Several human rights organizations are worried that Vice President Harris’s upcoming trip to Mexico and Guatemala risks focusing too much on immigration and not other issues such as rule of law and government corruption.
The Washington Office on Latin America, Robert F. Kennedy Human Rights, Latin America Working Group, Due Process of Law Foundation and Center for Justice and International Law (CEJIL) released a joint statement Wednesday, raising concerns that the vice president’s trip could bolster the worst instincts of leadership in the two Latin American countries.
“The administration’s focus on the need to strengthen the rule of law and address economic insecurity and inequality in the region is a welcome shift from the disastrous policies of the Trump era,” the groups wrote. “However, our organizations are concerned that in the name of reaching immigration enforcement agreements to limit the number of arrivals at the U.S.-Mexico border, the Biden administration will overlook pressing human rights, rule of law, and governance issues that should be addressed with the governments of Mexico and Guatemala.”
Harris is scheduled to travel to Guatemala City on Sunday and to Mexico City two days later, to meet with Guatemalan President Alejandro Giammattei and Mexican President Andrés Manuel López Obrador, respectively.
“While Mexico and Guatemala have embraced immigration enforcement, partly as a result of U.S. pressure, this neither represents an effective and holistic response to migration, nor should it be a pretext to avoid conversations about corruption, insecurity, judicial independence, and attacks against civil society organizations, journalists and justice officials,” the advocacy groups wrote.
The Biden administration on Thursday released a memo setting the fight against corruption as central to its national security strategy, but without mentioning particular hot spots or target areas.
While Biden officials have put pressure on smaller Central American countries — in the past month, Harris hosted Guatemalan dissidents and the United States Agency for International Development cut funding for the Salvadoran government — López Obrador has been given a wide berth by the United States.

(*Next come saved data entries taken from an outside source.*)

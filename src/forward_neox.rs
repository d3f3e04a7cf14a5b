//! GPT-NeoX forward pass with hook points
//!
//! Fused `query_key_value` projection laid out per head as `[q | k | v]`,
//! rotary embeddings over `rotary_pct` of each head (rotate-half layout)
//! and exact GELU. Blocks are parallel unless `use_parallel_residual` is
//! off, in which case they run sequentially and expose `hook_resid_mid`
//! and `hook_mlp_in`.

use anyhow::Result;
use candle_core::{Module, Tensor, D};
use candle_nn::{embedding, layer_norm, linear, linear_no_bias, Embedding, LayerNorm, Linear, VarBuilder};
use tracing::info;

use crate::attention::{attention_output, causal_attention, RotaryEmbedding};
use crate::hooked::{HookConfig, HookPoint, Hooks};
use crate::model::HookedBackend;

/// Model configuration (matches HuggingFace config.json for GPT-NeoX)
#[derive(Debug, Clone, serde::Deserialize)]
pub struct NeoXConfig {
    pub hidden_size: usize,
    pub num_attention_heads: usize,
    pub num_hidden_layers: usize,
    pub intermediate_size: usize,
    pub vocab_size: usize,
    #[serde(default = "default_rotary_pct")]
    pub rotary_pct: f64,
    #[serde(default = "default_rotary_emb_base")]
    pub rotary_emb_base: f64,
    #[serde(default = "default_layer_norm_eps")]
    pub layer_norm_eps: f64,
    #[serde(default = "default_use_parallel_residual")]
    pub use_parallel_residual: bool,
    #[serde(default = "default_max_position_embeddings")]
    pub max_position_embeddings: usize,
}

fn default_rotary_pct() -> f64 {
    0.25
}

fn default_rotary_emb_base() -> f64 {
    10_000.0
}

fn default_layer_norm_eps() -> f64 {
    1e-5
}

fn default_use_parallel_residual() -> bool {
    true
}

fn default_max_position_embeddings() -> usize {
    2048
}

impl NeoXConfig {
    fn head_dim(&self) -> usize {
        self.hidden_size / self.num_attention_heads
    }

    fn rotary_ndims(&self) -> usize {
        (self.head_dim() as f64 * self.rotary_pct) as usize
    }
}

struct Attention {
    query_key_value: Linear,
    dense: Linear,
    n_heads: usize,
    head_dim: usize,
}

impl Attention {
    fn load(vb: VarBuilder, config: &NeoXConfig) -> Result<Self> {
        let h = config.hidden_size;
        Ok(Self {
            query_key_value: linear(h, 3 * h, vb.pp("query_key_value"))?,
            dense: linear(h, h, vb.pp("dense"))?,
            n_heads: config.num_attention_heads,
            head_dim: config.head_dim(),
        })
    }

    fn forward(
        &self,
        x: &Tensor,
        rotary: &RotaryEmbedding,
        layer: usize,
        config: &HookConfig,
        hooks: &mut Hooks,
    ) -> Result<Tensor> {
        let (b, seq_len, _) = x.dims3()?;
        let hd = self.head_dim;

        // [b, s, heads, 3 * head_dim], split per head
        let qkv = self
            .query_key_value
            .forward(x)?
            .reshape((b, seq_len, self.n_heads, 3 * hd))?;
        let q = qkv.narrow(D::Minus1, 0, hd)?.transpose(1, 2)?;
        let k = qkv.narrow(D::Minus1, hd, hd)?.transpose(1, 2)?;
        let v = qkv.narrow(D::Minus1, 2 * hd, hd)?.transpose(1, 2)?;

        let q = rotary.apply(&q)?;
        let k = rotary.apply(&k)?;

        let z = causal_attention(&q, &k, &v, layer, hooks)?;
        attention_output(&z, &self.dense, layer, config, hooks)
    }
}

struct Mlp {
    dense_h_to_4h: Linear,
    dense_4h_to_h: Linear,
}

impl Mlp {
    fn load(vb: VarBuilder, config: &NeoXConfig) -> Result<Self> {
        let (h, i) = (config.hidden_size, config.intermediate_size);
        Ok(Self {
            dense_h_to_4h: linear(h, i, vb.pp("dense_h_to_4h"))?,
            dense_4h_to_h: linear(i, h, vb.pp("dense_4h_to_h"))?,
        })
    }

    fn forward(&self, x: &Tensor) -> Result<Tensor> {
        let hidden = self.dense_h_to_4h.forward(x)?.gelu_erf()?;
        Ok(self.dense_4h_to_h.forward(&hidden)?)
    }
}

struct Layer {
    input_layernorm: LayerNorm,
    post_attention_layernorm: LayerNorm,
    attention: Attention,
    mlp: Mlp,
    use_parallel_residual: bool,
}

impl Layer {
    fn load(vb: VarBuilder, config: &NeoXConfig) -> Result<Self> {
        let (h, eps) = (config.hidden_size, config.layer_norm_eps);
        Ok(Self {
            input_layernorm: layer_norm(h, eps, vb.pp("input_layernorm"))?,
            post_attention_layernorm: layer_norm(h, eps, vb.pp("post_attention_layernorm"))?,
            attention: Attention::load(vb.pp("attention"), config)?,
            mlp: Mlp::load(vb.pp("mlp"), config)?,
            use_parallel_residual: config.use_parallel_residual,
        })
    }

    fn forward(
        &self,
        x: Tensor,
        rotary: &RotaryEmbedding,
        layer: usize,
        config: &HookConfig,
        hooks: &mut Hooks,
    ) -> Result<Tensor> {
        let resid_pre = hooks.apply(HookPoint::ResidPre(layer), x)?;

        let attn_in = self.input_layernorm.forward(&resid_pre)?;
        let attn_out = self.attention.forward(&attn_in, rotary, layer, config, hooks)?;
        let attn_out = hooks.apply(HookPoint::AttnOut(layer), attn_out)?;

        if self.use_parallel_residual {
            let mlp_in = self.post_attention_layernorm.forward(&resid_pre)?;
            let mlp_out = hooks.apply(HookPoint::MlpOut(layer), self.mlp.forward(&mlp_in)?)?;
            let resid_post = ((&resid_pre + &attn_out)? + &mlp_out)?;
            return hooks.apply(HookPoint::ResidPost(layer), resid_post);
        }

        let resid_mid = hooks.apply(HookPoint::ResidMid(layer), (&resid_pre + &attn_out)?)?;
        let mlp_in = if config.hook_mlp_in_enabled() {
            hooks.apply(HookPoint::MlpIn(layer), resid_mid.clone())?
        } else {
            resid_mid.clone()
        };
        let mlp_out = self
            .mlp
            .forward(&self.post_attention_layernorm.forward(&mlp_in)?)?;
        let mlp_out = hooks.apply(HookPoint::MlpOut(layer), mlp_out)?;
        hooks.apply(HookPoint::ResidPost(layer), (&resid_mid + &mlp_out)?)
    }
}

/// GPT-NeoX with hook points
pub struct HookedNeoX {
    embed_in: Embedding,
    layers: Vec<Layer>,
    final_layer_norm: LayerNorm,
    embed_out: Linear,
    rotary: RotaryEmbedding,
    n_heads: usize,
    hidden_size: usize,
    vocab_size: usize,
}

impl HookedNeoX {
    pub fn load(config: &NeoXConfig, vb: VarBuilder) -> Result<Self> {
        let vb_m = vb.pp("gpt_neox");
        let embed_in = embedding(config.vocab_size, config.hidden_size, vb_m.pp("embed_in"))?;

        let mut layers = Vec::with_capacity(config.num_hidden_layers);
        for i in 0..config.num_hidden_layers {
            layers.push(Layer::load(vb_m.pp(format!("layers.{i}")), config)?);
        }
        let final_layer_norm = layer_norm(
            config.hidden_size,
            config.layer_norm_eps,
            vb_m.pp("final_layer_norm"),
        )?;
        let embed_out = linear_no_bias(config.hidden_size, config.vocab_size, vb.pp("embed_out"))?;

        let rotary = RotaryEmbedding::new(
            config.rotary_ndims(),
            config.max_position_embeddings,
            config.rotary_emb_base,
            false,
            vb.device(),
            vb.dtype(),
        )?;

        info!(
            "GPT-NeoX loaded: {} layers, {} hidden, parallel residual: {}",
            config.num_hidden_layers, config.hidden_size, config.use_parallel_residual
        );

        Ok(Self {
            embed_in,
            layers,
            final_layer_norm,
            embed_out,
            rotary,
            n_heads: config.num_attention_heads,
            hidden_size: config.hidden_size,
            vocab_size: config.vocab_size,
        })
    }
}

impl HookedBackend for HookedNeoX {
    fn n_layers(&self) -> usize {
        self.layers.len()
    }

    fn d_model(&self) -> usize {
        self.hidden_size
    }

    fn n_heads(&self) -> usize {
        self.n_heads
    }

    fn vocab_size(&self) -> usize {
        self.vocab_size
    }

    fn forward(&self, input_ids: &Tensor, config: &HookConfig, hooks: &mut Hooks) -> Result<Tensor> {
        let embed = self.embed_in.forward(input_ids)?;
        let mut hidden = hooks.apply(HookPoint::Embed, embed)?;

        for (i, layer) in self.layers.iter().enumerate() {
            hidden = layer.forward(hidden, &self.rotary, i, config, hooks)?;
        }

        let normalized = hooks.apply(
            HookPoint::FinalNormalized,
            self.final_layer_norm.forward(&hidden)?,
        )?;
        Ok(self.embed_out.forward(&normalized)?)
    }
}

“Trump’s approach to Mexico was laser focused on immigration and having Mexico do what the U.S. needed Mexico to do to keep people from coming or receive people expelled from the United States,” said Maureen Meyer, vice president of programs at the Washington Office on Latin America.
“There’s the expectation that the Biden administration would take a more holistic approach,” added Meyer, “recognizing that yes, you need cooperation on immigration but there’s lots of other aspects of the relationship that shouldn’t be overlooked.”
The joint statement by the human rights groups lists areas of concern on Mexico where López Obrador has attacked democratic institutions meant to limit executive power, and the militarization of broad areas of government.
Since the democratization of Mexico in the late 1990s, its democratic institutions have strengthened somewhat, but progress has been slow and human rights groups denounced the militarization of the fight against transnational criminal organizations started in 2006.
But no president before López Obrador had publicly attacked autonomous institutions, like the electoral institute, and López Obrador, whose party has a supermajority in Congress, has moved to weaken judicial independence and has hardened control over the attorney general’s office.
Still, the Biden administration has followed U.S.-Mexico diplomatic tradition, addressing sensitive issues behind closed doors, avoiding criticism on democracy and human rights in Mexico.
“They are doing everything possible to not provoke López Obrador, wanting to refocus the conversation on issues that they would consider a priority,” said Meyer.